WARWICK.--Clifford, cherche des excuses pour tes offenses.

GEORGE.--Tandis que nous cherchons des tourments pour t'en punir.

RICHARD.--Tu aimas York, et je suis le fils d'York.

ÉDOUARD.--Tu sentis la pitié pour Rutland, j'en aurai pour toi.

GEORGE.--Où est le général Marguerite pour vous défendre maintenant?

WARWICK.--Ils t'insultent, Clifford: réponds-leur par tes imprécations familières.

RICHARD.--Quoi! pas une imprécation? Allons, tout va mal, quand Clifford ne peut pas garder une seule imprécation pour ses amis. A cela je reconnais qu'il est mort; et, j'en jure par mon âme, s'il ne fallait que le sacrifice de ma main droite pour te racheter deux heures de vie, où je pusse, au gré de ma haine, t'accabler de mes outrages, je la couperais; et du sang qui en sortirait, j'étoufferais l'infâme dont la soif insatiable n'a pu être assouvie par celui d'York et du jeune Rutland.

WARWICK.--Oui, mais il est mort. Coupez la tête du traître, et élevez-la à la place où est celle de votre père. (A Édouard.) A présent, marchons en triomphe vers Londres, pour t'y voir couronner roi de l'Angleterre. De là Warwick fendra les mers de France, et ira demander la princesse Bonne pour ton épouse. Par ce noeud, les deux pays seront unis l'un à l'autre; et quand tu auras la France pour amie, tu ne craindras plus les ennemis maintenant dispersés, qui espèrent se relever encore; car bien que leur dard ne puisse plus blesser à mort, cependant attends-toi à les entendre encore bourdonner et importuner tes oreilles.
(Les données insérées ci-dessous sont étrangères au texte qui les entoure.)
// CASE lexer -- tokenizer for the CASE language.
//
// The lexer scans the source directly: a byte position into the original
// text, a 1-based line counter advanced as newlines are consumed, and
// lookahead helpers sized for what the CASE grammar needs (two-character
// symbols, fractional digits, signed exponents).

use case_common::error::{LexError, LexErrorKind};
use case_common::span::Span;
use case_common::token::{is_keyword, Token, TokenKind};

/// Two-character symbols, matched maximal-munch before single characters.
const TWO_CHAR_SYMBOLS: &[&str] = &[
    "<=", ">=", "==", "!=", "&&", "||", "+=", "-=", "*=", "/=", "%=", "++", "--", "->", "::",
    "<<", ">>",
];

/// Single-character symbols recognized after the two-character scan.
const ONE_CHAR_SYMBOLS: &[char] = &[
    '+', '-', '*', '/', '%', '<', '>', '=', '!', '&', '|', '(', ')', '{', '}', '[', ']', ';',
    ',', '.', ':', '?',
];

/// The CASE lexer. Converts source text into a vector of tokens terminated
/// by an [`TokenKind::End`] token, or fails at the first lexical error.
pub struct Lexer<'src> {
    source: &'src str,
    /// Byte offset of the next unconsumed character.
    pos: usize,
    /// 1-based line of the next unconsumed character. [`Lexer::bump`] keeps
    /// this current, so every scanning path counts newlines for free.
    line: u32,
}

impl<'src> Lexer<'src> {
    /// Create a new lexer for the given source text.
    pub fn new(source: &'src str) -> Self {
        Self {
            source,
            pos: 0,
            line: 1,
        }
    }

    /// Tokenize the entire source. The returned vector ends with `End`.
    pub fn tokenize(source: &str) -> Result<Vec<Token>, LexError> {
        let mut lexer = Lexer::new(source);
        let mut tokens = Vec::new();
        loop {
            let tok = lexer.next_token()?;
            let done = tok.kind == TokenKind::End;
            tokens.push(tok);
            if done {
                return Ok(tokens);
            }
        }
    }

    // ── Scanning primitives ────────────────────────────────────────────

    /// The unconsumed tail of the source.
    fn rest(&self) -> &'src str {
        &self.source[self.pos..]
    }

    /// Look at the next character without consuming it.
    fn peek(&self) -> Option<char> {
        self.rest().chars().next()
    }

    /// Look one character past [`Lexer::peek`].
    fn peek2(&self) -> Option<char> {
        let mut chars = self.rest().chars();
        chars.next();
        chars.next()
    }

    /// Consume one character, advancing the byte position and, on a
    /// newline, the line counter.
    fn bump(&mut self) -> Option<char> {
        let c = self.peek()?;
        self.pos += c.len_utf8();
        if c == '\n' {
            self.line += 1;
        }
        Some(c)
    }

    /// Consume characters while the predicate holds.
    fn eat_while(&mut self, predicate: impl Fn(char) -> bool) {
        while self.peek().is_some_and(&predicate) {
            self.bump();
        }
    }

    /// The text consumed since `start`.
    fn lexeme(&self, start: usize) -> &'src str {
        &self.source[start..self.pos]
    }

    /// The byte span from `start` to the current position.
    fn span_from(&self, start: usize) -> Span {
        Span::new(start as u32, self.pos as u32)
    }

    // ── Token scanning ─────────────────────────────────────────────────

    fn next_token(&mut self) -> Result<Token, LexError> {
        self.skip_trivia();

        let start = self.pos;
        let line = self.line;

        let Some(c) = self.peek() else {
            return Ok(Token::new(TokenKind::End, "", self.span_from(start), line));
        };

        if c == '"' {
            return self.lex_string(start, line);
        }
        if c.is_ascii_digit() {
            return Ok(self.lex_number(start, line));
        }
        if is_ident_start(c) {
            return Ok(self.lex_word(start, line));
        }
        self.lex_symbol(c, start, line)
    }

    /// Skip whitespace and line comments (`//…` and `#…`). Newlines advance
    /// the line counter inside [`Lexer::bump`].
    fn skip_trivia(&mut self) {
        loop {
            match self.peek() {
                Some(c) if c.is_whitespace() => {
                    self.bump();
                }
                Some('/') if self.peek2() == Some('/') => {
                    self.eat_while(|c| c != '\n');
                }
                Some('#') => {
                    self.eat_while(|c| c != '\n');
                }
                _ => break,
            }
        }
    }

    /// Identifier or keyword.
    fn lex_word(&mut self, start: usize, line: u32) -> Token {
        self.eat_while(is_ident_char);
        let text = self.lexeme(start);
        let kind = if is_keyword(text) {
            TokenKind::Keyword
        } else {
            TokenKind::Ident
        };
        Token::new(kind, text, self.span_from(start), line)
    }

    /// Number literal: decimal with optional fraction and signed exponent,
    /// `0x…` hex, `0b…` binary; `_` separators allowed throughout.
    fn lex_number(&mut self, start: usize, line: u32) -> Token {
        let radix_prefixed =
            self.peek() == Some('0') && matches!(self.peek2(), Some('x' | 'X' | 'b' | 'B'));

        if radix_prefixed {
            self.bump(); // 0
            self.bump(); // x or b
            self.eat_while(|c| c.is_ascii_alphanumeric() || c == '_');
        } else {
            self.eat_while(|c| c.is_ascii_digit() || c == '_');

            // Fractional part, only when a digit follows the dot.
            if self.peek() == Some('.') && self.peek2().is_some_and(|c| c.is_ascii_digit()) {
                self.bump(); // .
                self.eat_while(|c| c.is_ascii_digit() || c == '_');
            }

            // Signed exponent: `e`/`E`, an optional sign, then digits.
            if matches!(self.peek(), Some('e' | 'E')) {
                let mut tail = self.rest().chars();
                tail.next(); // e
                let exp_ok = match tail.next() {
                    Some('+') | Some('-') => tail.next().is_some_and(|c| c.is_ascii_digit()),
                    Some(c) => c.is_ascii_digit(),
                    None => false,
                };
                if exp_ok {
                    self.bump(); // e
                    if matches!(self.peek(), Some('+' | '-')) {
                        self.bump();
                    }
                    self.eat_while(|c| c.is_ascii_digit() || c == '_');
                }
            }
        }

        Token::new(TokenKind::Number, self.lexeme(start), self.span_from(start), line)
    }

    /// Double-quoted string with the `\n \t \r \\ \"` escape set. Unknown
    /// escapes keep the escaped character. Unterminated strings fail at the
    /// opening line.
    fn lex_string(&mut self, start: usize, line: u32) -> Result<Token, LexError> {
        self.bump(); // opening quote
        let mut content = String::new();
        loop {
            match self.bump() {
                None => {
                    return Err(LexError::new(
                        LexErrorKind::UnterminatedString,
                        self.span_from(start),
                        line,
                    ));
                }
                Some('"') => break,
                Some('\\') => match self.bump() {
                    Some('n') => content.push('\n'),
                    Some('t') => content.push('\t'),
                    Some('r') => content.push('\r'),
                    Some('\\') => content.push('\\'),
                    Some('"') => content.push('"'),
                    Some(other) => content.push(other),
                    None => {
                        return Err(LexError::new(
                            LexErrorKind::UnterminatedString,
                            self.span_from(start),
                            line,
                        ));
                    }
                },
                Some(c) => content.push(c),
            }
        }
        Ok(Token::new(TokenKind::Str, content, self.span_from(start), line))
    }

    /// Maximal-munch symbol scan: two-character forms first, then single
    /// characters. Anything else is an `UnexpectedCharacter` error.
    fn lex_symbol(&mut self, c: char, start: usize, line: u32) -> Result<Token, LexError> {
        if let Some(next) = self.peek2() {
            let mut pair = String::with_capacity(2);
            pair.push(c);
            pair.push(next);
            if TWO_CHAR_SYMBOLS.contains(&pair.as_str()) {
                self.bump();
                self.bump();
                return Ok(Token::new(TokenKind::Symbol, pair, self.span_from(start), line));
            }
        }
        if ONE_CHAR_SYMBOLS.contains(&c) {
            self.bump();
            return Ok(Token::new(
                TokenKind::Symbol,
                c.to_string(),
                self.span_from(start),
                line,
            ));
        }

        self.bump();
        Err(LexError::new(
            LexErrorKind::UnexpectedCharacter(c),
            self.span_from(start),
            line,
        ))
    }
}

fn is_ident_start(c: char) -> bool {
    c.is_ascii_alphabetic() || c == '_'
}

fn is_ident_char(c: char) -> bool {
    c.is_ascii_alphanumeric() || c == '_'
}

#[cfg(test)]
mod tests {
    use super::*;

    fn kinds_and_texts(source: &str) -> Vec<(TokenKind, String)> {
        Lexer::tokenize(source)
            .expect("lexing should succeed")
            .into_iter()
            .map(|t| (t.kind, t.text))
            .collect()
    }

    #[test]
    fn empty_source_yields_end() {
        let toks = Lexer::tokenize("").unwrap();
        assert_eq!(toks.len(), 1);
        assert_eq!(toks[0].kind, TokenKind::End);
        assert_eq!(toks[0].span, Span::new(0, 0));
    }

    #[test]
    fn keywords_vs_identifiers() {
        let toks = kinds_and_texts("let foo Print bar Fn");
        assert_eq!(
            toks,
            vec![
                (TokenKind::Keyword, "let".into()),
                (TokenKind::Ident, "foo".into()),
                (TokenKind::Keyword, "Print".into()),
                (TokenKind::Ident, "bar".into()),
                (TokenKind::Keyword, "Fn".into()),
                (TokenKind::End, "".into()),
            ]
        );
    }

    #[test]
    fn spans_are_byte_offsets() {
        let toks = Lexer::tokenize("let x = 42").unwrap();
        assert_eq!(toks[0].span, Span::new(0, 3)); // let
        assert_eq!(toks[1].span, Span::new(4, 5)); // x
        assert_eq!(toks[2].span, Span::new(6, 7)); // =
        assert_eq!(toks[3].span, Span::new(8, 10)); // 42
    }

    #[test]
    fn multibyte_string_content_keeps_spans_aligned() {
        // The accented character is two bytes; the identifier after the
        // string must still get a correct byte span.
        let src = "Print \"caf\u{00E9}\" x";
        let toks = Lexer::tokenize(src).unwrap();
        assert_eq!(toks[1].kind, TokenKind::Str);
        assert_eq!(toks[1].text, "caf\u{00E9}");
        assert_eq!(toks[2].text, "x");
        assert_eq!(
            &src[toks[2].span.start as usize..toks[2].span.end as usize],
            "x"
        );
    }

    #[test]
    fn numbers_all_forms() {
        let toks = kinds_and_texts("42 3.25 1e3 2.5e-2 0xFF 0b1010 1_000");
        let texts: Vec<&str> = toks
            .iter()
            .filter(|(k, _)| *k == TokenKind::Number)
            .map(|(_, t)| t.as_str())
            .collect();
        assert_eq!(texts, vec!["42", "3.25", "1e3", "2.5e-2", "0xFF", "0b1010", "1_000"]);
    }

    #[test]
    fn dot_without_digit_is_member_access() {
        let toks = kinds_and_texts("1.x");
        assert_eq!(
            toks,
            vec![
                (TokenKind::Number, "1".into()),
                (TokenKind::Symbol, ".".into()),
                (TokenKind::Ident, "x".into()),
                (TokenKind::End, "".into()),
            ]
        );
    }

    #[test]
    fn exponent_without_digits_is_an_identifier_suffix() {
        // `1e` and `1e+` have no exponent digits, so `e` stays a word.
        let toks = kinds_and_texts("1e x");
        assert_eq!(toks[0], (TokenKind::Number, "1".into()));
        assert_eq!(toks[1], (TokenKind::Ident, "e".into()));
    }

    #[test]
    fn string_escapes_are_decoded() {
        let toks = kinds_and_texts(r#""a\n\t\"b\\""#);
        assert_eq!(toks[0], (TokenKind::Str, "a\n\t\"b\\".into()));
    }

    #[test]
    fn raw_newline_inside_string_advances_line() {
        let toks = Lexer::tokenize("\"two\nlines\" x").unwrap();
        assert_eq!(toks[0].line, 1);
        assert_eq!(toks[1].line, 2);
    }

    #[test]
    fn unterminated_string_fails_at_opening_line() {
        let err = Lexer::tokenize("let x = 1\n\"never ends").unwrap_err();
        assert_eq!(err.kind, LexErrorKind::UnterminatedString);
        assert_eq!(err.line, 2);
    }

    #[test]
    fn unexpected_character_fails() {
        let err = Lexer::tokenize("let x = @").unwrap_err();
        assert_eq!(err.kind, LexErrorKind::UnexpectedCharacter('@'));
        assert_eq!(err.line, 1);
    }

    #[test]
    fn two_char_symbols_are_maximal_munch() {
        let toks = kinds_and_texts("<= >= == != && || += -= *= /= %= ++ -- -> :: << >>");
        let syms: Vec<&str> = toks
            .iter()
            .filter(|(k, _)| *k == TokenKind::Symbol)
            .map(|(_, t)| t.as_str())
            .collect();
        assert_eq!(
            syms,
            vec![
                "<=", ">=", "==", "!=", "&&", "||", "+=", "-=", "*=", "/=", "%=", "++", "--",
                "->", "::", "<<", ">>"
            ]
        );
    }

    #[test]
    fn single_char_symbol_fallback() {
        let toks = kinds_and_texts("a < b ? c : d");
        let syms: Vec<&str> = toks
            .iter()
            .filter(|(k, _)| *k == TokenKind::Symbol)
            .map(|(_, t)| t.as_str())
            .collect();
        assert_eq!(syms, vec!["<", "?", ":"]);
    }

    #[test]
    fn comments_are_skipped_and_lines_counted() {
        let toks = Lexer::tokenize("// header\nlet x = 1\n# trailer\nlet y = 2").unwrap();
        let lets: Vec<u32> = toks
            .iter()
            .filter(|t| t.is_keyword("let"))
            .map(|t| t.line)
            .collect();
        assert_eq!(lets, vec![2, 4]);
    }

    #[test]
    fn lines_are_one_based() {
        let toks = Lexer::tokenize("a\nb\n\nc").unwrap();
        let lines: Vec<u32> = toks
            .iter()
            .filter(|t| t.kind == TokenKind::Ident)
            .map(|t| t.line)
            .collect();
        assert_eq!(lines, vec![1, 2, 4]);
    }
}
Je veux d'abord te voir couronner; et ensuite, si c'est le bon plaisir de mon seigneur, je traverserai les mers de la Bretagne, pour conclure ce mariage.

ÉDOUARD.--Qu'il en soit, cher Warwick, ainsi que tu le voudras; car c'est toi dont les épaules vont soutenir mon trône, et jamais je n'entreprendrai la chose que tu n'auras pas conseillée ou consentie.--Richard, je vais te créer duc de Glocester; et toi, George, duc de Clarence. --Warwick, comme nous-même, tu feras et déferas à ton gré.